This repository considers the implementation of the paper "Exclusively Penalized Q-learning for Offline Reinforcement Learning" which has been accepted to Neurips 2024 as a spotlight paper.
- Create conda env
conda create -n EPQ python=3.7.16
- Activate conda env
conda activate EPQ
- Install pytorch (with GPU)
conda install pytorch==1.12.1 torchvision torchaudio cudatoolkit=10.2 -c pytorch
or (with CPU, Not Recommend)
conda install pytorch==1.12.1 torchvision=0.13.1 torchaudio==0.12.1 cpuonly -c pytorch
- Install gym
pip install gym[all]==0.17.2
-
Install d4rl from https://github.com/rail-berkeley/d4rl
-
Install other packages
pip install h5py tqdm pyyaml python-dateutil matplotlib gtimer scikit-learn
numba==0.56.2 path.py==12.5.0 patchelf==0.15.0.0 joblib==1.2.0 gtimer python-dateutil matplotlib scikit-learn wandb
This codebase is built on rlkit (https://github.com/vitchyr/rlkit/), and implements CQL (https://github.com/aviralkumar2907/CQL).
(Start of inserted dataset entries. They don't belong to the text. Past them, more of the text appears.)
//! Date window resolution for `--since`, `--until` and `--year`.

use crate::error::{GitfetchError, Result};
use crate::model::DateRange;
use crate::util::week_start;
use chrono::{DateTime, Days, NaiveDate, NaiveTime, TimeDelta, TimeZone, Utc};
use serde::{Deserialize, Serialize};
use std::time::Duration;

/// Weeks shown before the current one when no start is given.
pub const DEFAULT_WEEKS: u64 = 52;

/// Inclusive range of calendar dates.
#[derive(Debug, Clone, Copy, PartialEq, Eq, Serialize, Deserialize)]
pub struct DateWindow {
    pub start: NaiveDate,
    pub end: NaiveDate,
}

impl DateWindow {
    pub fn new(start: NaiveDate, end: NaiveDate) -> Result<Self> {
        if start > end {
            return Err(GitfetchError::InvalidDate(format!(
                "Invalid range: since ({start}) is after until ({end})"
            )));
        }
        Ok(Self { start, end })
    }

    /// The full weeks leading up to `end`, starting on a Sunday.
    pub fn trailing_year(end: NaiveDate) -> Self {
        let start = week_start(end)
            .checked_sub_days(Days::new(DEFAULT_WEEKS * 7))
            .unwrap_or(NaiveDate::MIN);
        Self { start, end }
    }

    pub fn calendar_year(year: i32) -> Result<Self> {
        let start = NaiveDate::from_ymd_opt(year, 1, 1);
        let end = NaiveDate::from_ymd_opt(year, 12, 31);
        match (start, end) {
            (Some(start), Some(end)) => Ok(Self { start, end }),
            _ => Err(GitfetchError::InvalidDate(format!("Year out of range: {year}"))),
        }
    }

    pub fn contains(&self, date: NaiveDate) -> bool {
        self.start <= date && date <= self.end
    }

    pub fn widen_to(&mut self, date: NaiveDate) {
        if date < self.start {
            self.start = date;
        }
        if date > self.end {
            self.end = date;
        }
    }

    pub fn num_days(&self) -> usize {
        ((self.end - self.start).num_days() + 1) as usize
    }

    pub fn days(&self) -> impl Iterator<Item = NaiveDate> {
        self.start.iter_days().take(self.num_days())
    }

    /// Timestamp bounds covering every instant of the window's days in `tz`.
    pub fn to_range<Tz: TimeZone>(&self, tz: &Tz) -> DateRange {
        DateRange::new()
            .with_since(first_instant(tz, self.start))
            .with_until(last_instant(tz, self.end))
    }
}

const MINUTES_PER_DAY: i64 = 24 * 60;

/// The earliest instant of `date` in `tz`. When a DST change skips local
/// midnight this is the first wall-clock minute that exists.
fn first_instant<Tz: TimeZone>(tz: &Tz, date: NaiveDate) -> DateTime<Utc> {
    let midnight = date.and_time(NaiveTime::MIN);
    (0..=MINUTES_PER_DAY)
        .find_map(|m| tz.from_local_datetime(&(midnight + TimeDelta::minutes(m))).earliest())
        .map(|dt| dt.with_timezone(&Utc))
        .unwrap_or_else(|| Utc.from_utc_datetime(&midnight))
}

/// The latest instant of `date` in `tz`, stepping back over a skipped
/// end of day.
fn last_instant<Tz: TimeZone>(tz: &Tz, date: NaiveDate) -> DateTime<Utc> {
    let last = date.and_time(NaiveTime::MIN) + TimeDelta::seconds(86_399);
    (0..=MINUTES_PER_DAY)
        .find_map(|m| tz.from_local_datetime(&(last - TimeDelta::minutes(m))).latest())
        .map(|dt| dt.with_timezone(&Utc))
        .unwrap_or_else(|| Utc.from_utc_datetime(&last))
}

pub fn resolve_window(
    since: Option<&str>,
    until: Option<&str>,
    year: Option<i32>,
    today: NaiveDate,
) -> Result<DateWindow> {
    if let Some(year) = year {
        if since.is_some() || until.is_some() {
            return Err(GitfetchError::InvalidDate(
                "--year cannot be combined with --since or --until".to_string(),
            ));
        }
        return DateWindow::calendar_year(year);
    }

    let end = match until {
        Some(u) => parse_date(u, today)?,
        None => today,
    };
    let start = match since {
        Some(s) => parse_date(s, today)?,
        None => DateWindow::trailing_year(end).start,
    };

    DateWindow::new(start, end)
}

/// Accepts `YYYY-MM-DD`, RFC 3339, `today`/`yesterday`, or a relative
/// duration counted back from `today` (`90d`, `2 weeks ago`, `-3months`).
pub fn parse_date(input: &str, today: NaiveDate) -> Result<NaiveDate> {
    let input = input.trim();

    if let Ok(date) = NaiveDate::parse_from_str(input, "%Y-%m-%d") {
        return Ok(date);
    }

    if let Ok(dt) = DateTime::parse_from_rfc3339(input) {
        return Ok(dt.date_naive());
    }

    match input.to_lowercase().as_str() {
        "today" => return Ok(today),
        "yesterday" => return days_before(today, 1, input),
        _ => {}
    }

    if let Some(duration) = parse_relative(input) {
        return days_before(today, duration.as_secs() / 86_400, input);
    }

    Err(GitfetchError::InvalidDate(format!(
        "Unrecognized date '{input}' (expected YYYY-MM-DD, RFC 3339, or a duration like 90d)"
    )))
}

fn days_before(today: NaiveDate, days: u64, input: &str) -> Result<NaiveDate> {
    today
        .checked_sub_days(Days::new(days))
        .ok_or_else(|| GitfetchError::InvalidDate(format!("Duration overflow for '{input}'")))
}

fn parse_relative(input: &str) -> Option<Duration> {
    let lowered = input.to_lowercase();
    let trimmed = lowered.strip_suffix("ago").unwrap_or(&lowered).trim();
    let trimmed = trimmed.strip_prefix('-').unwrap_or(trimmed);
    if trimmed.is_empty() {
        return None;
    }
    let compact: String = trimmed.chars().filter(|c| !c.is_whitespace()).collect();
    humantime::parse_duration(&compact).ok()
}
To run our code, follow the installation instructions for rlkit as shown below, then install D4RL(https://github.com/rail-berkeley/d4rl).
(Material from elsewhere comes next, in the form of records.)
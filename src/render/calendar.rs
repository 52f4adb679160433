use super::levels::ShadeLevels;
use super::RenderOptions;
use crate::model::ContributionReport;
use crate::util::week_start;
use chrono::{Datelike, Days, NaiveDate};
use console::Style;

const LABEL_WIDTH: usize = 4;
const CELL_WIDTH: usize = 2;
const SHADES: [&str; 5] = ["  ", "░░", "▒▒", "▓▓", "██"];
const MONTHS: [&str; 12] = [
    "Jan", "Feb", "Mar", "Apr", "May", "Jun", "Jul", "Aug", "Sep", "Oct", "Nov", "Dec",
];

/// Seven rows (Sunday first) by one column per week, preceded by month
/// labels and followed by a legend. Days outside the report are blank.
pub fn render_calendar(report: &ContributionReport, opts: &RenderOptions) -> String {
    let grid_start = week_start(report.window.start);
    let weeks = ((report.window.end - grid_start).num_days() / 7 + 1) as usize;
    let levels = ShadeLevels::from_counts(
        report.days.iter().map(|d| d.commit_count),
        &opts.percentiles,
    );

    let mut out = month_header(grid_start, report.window.start, weeks);
    out.push('\n');

    for weekday in 0..7u64 {
        let label = match weekday {
            1 => "Mon",
            3 => "Wed",
            5 => "Fri",
            _ => "   ",
        };
        out.push_str(label);
        out.push(' ');
        for week in 0..weeks as u64 {
            let day = grid_start
                .checked_add_days(Days::new(week * 7 + weekday))
                .and_then(|date| report.day(date));
            match day {
                Some(day) => out.push_str(&shade(levels.level(day.commit_count), opts)),
                None => out.push_str(SHADES[0]),
            }
        }
        out.push('\n');
    }

    out.push('\n');
    out.push_str(&legend(opts));
    out.push('\n');
    out
}

fn month_header(grid_start: NaiveDate, first_day: NaiveDate, weeks: usize) -> String {
    let mut marks: Vec<(usize, u32)> = Vec::new();
    for week in 0..weeks {
        let Some(sunday) = grid_start.checked_add_days(Days::new(week as u64 * 7)) else {
            break;
        };
        let month = sunday.max(first_day).month0();
        if marks.last().map_or(true, |&(_, m)| m != month) {
            marks.push((week, month));
        }
    }

    // a leading partial month too narrow for its label gives way to the next
    if marks.len() > 1 && marks[1].0 - marks[0].0 < 2 {
        marks.remove(0);
    }

    let width = LABEL_WIDTH + weeks * CELL_WIDTH;
    let mut header = " ".repeat(LABEL_WIDTH);
    for (week, month) in marks {
        let col = LABEL_WIDTH + week * CELL_WIDTH;
        let name = MONTHS[month as usize];
        if header.len() > col || col + name.len() > width {
            continue;
        }
        header.push_str(&" ".repeat(col - header.len()));
        header.push_str(name);
    }
    header
}

fn shade(level: usize, opts: &RenderOptions) -> String {
    if level == 0 {
        return SHADES[0].to_string();
    }
    Style::new()
        .color256(opts.palette.levels[level - 1])
        .force_styling(opts.color)
        .apply_to(SHADES[level])
        .to_string()
}

fn legend(opts: &RenderOptions) -> String {
    let shades: Vec<String> = (1..SHADES.len()).map(|level| shade(level, opts)).collect();
    format!("Less {} More", shades.join(" "))
}
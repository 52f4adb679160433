use super::streak::compute_streaks;
use crate::model::{Commit, ContributionReport, DayBucket, ReportSummary};
use crate::window::DateWindow;
use chrono::{NaiveDate, TimeZone};
use std::collections::BTreeMap;

/// Buckets commits by calendar day in a fixed time zone.
pub struct Aggregator<Tz: TimeZone> {
    tz: Tz,
    days: BTreeMap<NaiveDate, DayBucket>,
}

impl<Tz: TimeZone> Aggregator<Tz> {
    pub fn new(tz: Tz) -> Self {
        Self {
            tz,
            days: BTreeMap::new(),
        }
    }

    pub fn push(&mut self, commit: &Commit) {
        let date = commit.timestamp.with_timezone(&self.tz).date_naive();
        self.days
            .entry(date)
            .or_insert_with(|| DayBucket::empty(date))
            .add_commit(commit);
    }

    pub fn commit_count(&self) -> u32 {
        self.days.values().map(|d| d.commit_count).sum()
    }

    /// Zero-fills every day of `window`, widened as needed so that no
    /// pushed commit falls outside it.
    pub fn finish(mut self, window: DateWindow, today: NaiveDate) -> ContributionReport {
        let mut window = window;
        if let Some((&first, _)) = self.days.first_key_value() {
            window.widen_to(first);
        }
        if let Some((&last, _)) = self.days.last_key_value() {
            window.widen_to(last);
        }

        let days: Vec<DayBucket> = window
            .days()
            .map(|date| self.days.remove(&date).unwrap_or_else(|| DayBucket::empty(date)))
            .collect();

        let streaks = compute_streaks(&days, today);
        let summary = ReportSummary {
            total_commits: days.iter().map(|d| d.commit_count).sum(),
            lines_added: days.iter().map(|d| d.lines_added).sum(),
            lines_removed: days.iter().map(|d| d.lines_removed).sum(),
            longest_streak: streaks.longest,
            current_streak: streaks.current,
            max_commits_in_day: days.iter().map(|d| d.commit_count).max().unwrap_or(0),
        };

        ContributionReport {
            window,
            today,
            days,
            summary,
        }
    }
}

pub fn aggregate<'a, I, Tz>(
    commits: I,
    window: DateWindow,
    today: NaiveDate,
    tz: Tz,
) -> ContributionReport
where
    I: IntoIterator<Item = &'a Commit>,
    Tz: TimeZone,
{
    let mut aggregator = Aggregator::new(tz);
    for commit in commits {
        aggregator.push(commit);
    }
    aggregator.finish(window, today)
}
Then we can run EPQ with an example as follow :
- First, train VAE for the behavior policy
python behavior_cloning.py --env=halfcheetah-medium-v2
- After training the behavior model, we can run EPQ by executing :
python EPQ_main.py --env=halfcheetah-medium-v2
- Clone the git repository
git clone https://github.com/rail-berkeley/d4rl.git
- Move to d4rl directory
cd d4rl
- Install d4rl
pip install -e .